MATRIX-MATCHED CORUNDUM STANDARDS FOR KEY TRACE ELEMENTS IN RUBY AND SAPPHIRE

The accurate determination of corundum's key trace elements is essential in the deduction of geographic origin, formation history, and color mechanism. The trace element detection techniques currently used for analyzing mineral species (such as Electron Microprobe Analysis (EMPA), Secondary Ion Mass Spectrometry (SIMS), Laser Induced Breakdown Spectroscopy (LIBS), and Laser Ablation Inductively Coupled Plasma Mass Spectrometry (LA-ICP MS)) require calibrated standards to perform quantitative analyses for each trace element of interest. Essentially, these methods are limited by the adequacy of the standards used.

Commonly used standards such as those produced by the National Institutes of Standards and Technology (NIST) are generally not available in matrix-specific forms, so silicate glasses such as NIST Standard Reference Material (SRM) 610 and 612 are frequently used. As the silicate glass matrix differs significantly both in composition and structure from the crystalline alumina matrix of sapphires and rubies, what is known as a “matrix effect” will result in inaccuracy for many of the key trace elements characterized. Furthermore, the NIST 610 and 612 glasses are not certified for many of the trace elements they are used for: for example, out of the seven key trace elements looked at in corundum with LA-ICP-MS, only iron and chromium are certified.

To address this, we created matrix-matched corundum standards containing targeted levels of beryllium, magnesium, silicon, titanium, vanadium, chromium, iron, and gallium along with an ultra-high purity “true matrix zero” to perform highly accurate trace elemental analysis in ruby and sapphire. To our knowledge, these sets contain the most accurate standards for the key trace elements in corundum today. Additionally, we have expanded our calibration methods to cover nickel and calcium in corundum.

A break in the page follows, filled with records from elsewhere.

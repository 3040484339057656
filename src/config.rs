//! Runtime configuration
//!
//! Everything is read from the environment; there is no config file.

use std::path::{Path, PathBuf};

/// Environment variable overriding the database location
pub const DATABASE_PATH_VAR: &str = "FITLOG_DATABASE_PATH";

/// Log directive applied on top of `RUST_LOG`
pub const DEFAULT_LOG_DIRECTIVE: &str = "fitlog=info";

/// Get the database path from environment or use `<project>/data/fitlog.db`
pub fn database_path() -> PathBuf {
    match std::env::var(DATABASE_PATH_VAR) {
        Ok(path) if !path.trim().is_empty() => PathBuf::from(path),
        _ => {
            let exe_dir = std::env::current_exe()
                .ok()
                .and_then(|p| p.parent().map(|p| p.to_path_buf()))
                .unwrap_or_else(|| PathBuf::from("."));
            default_database_path(&exe_dir)
        }
    }
}

/// Resolve the default database file relative to the executable's directory
pub fn default_database_path(exe_dir: &Path) -> PathBuf {
    let mut path = exe_dir.to_path_buf();

    // Go up from target/release or target/debug to project root
    if path.ends_with("release") || path.ends_with("debug") {
        if let Some(project_root) = path.parent().and_then(|p| p.parent()) {
            path = project_root.to_path_buf();
        }
    }

    path.push("data");
    path.push("fitlog.db");
    path
}

#[cfg(test)]
mod tests {
    use super::*;

    #[test]
    fn test_default_path_from_target_dir() {
        let path = default_database_path(Path::new("/work/fitlog/target/release"));
        assert_eq!(path, PathBuf::from("/work/fitlog/data/fitlog.db"));
    }

    #[test]
    fn test_default_path_from_install_dir() {
        let path = default_database_path(Path::new("/opt/fitlog/bin"));
        assert_eq!(path, PathBuf::from("/opt/fitlog/bin/data/fitlog.db"));
    }
}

Significantly, we were able to accurately quantify silicon in corundum using the high mass resolving power of Secondary Ion Mass Spectrometry, historically a trouble spot for LA-ICP-MS, where the ²⁷Al¹H⁺ interference to ²⁸Si⁺ was not resolvable. Our ability to accurately quantify silicon in sapphire is allowing us to see the role silicon plays in the color of sapphire.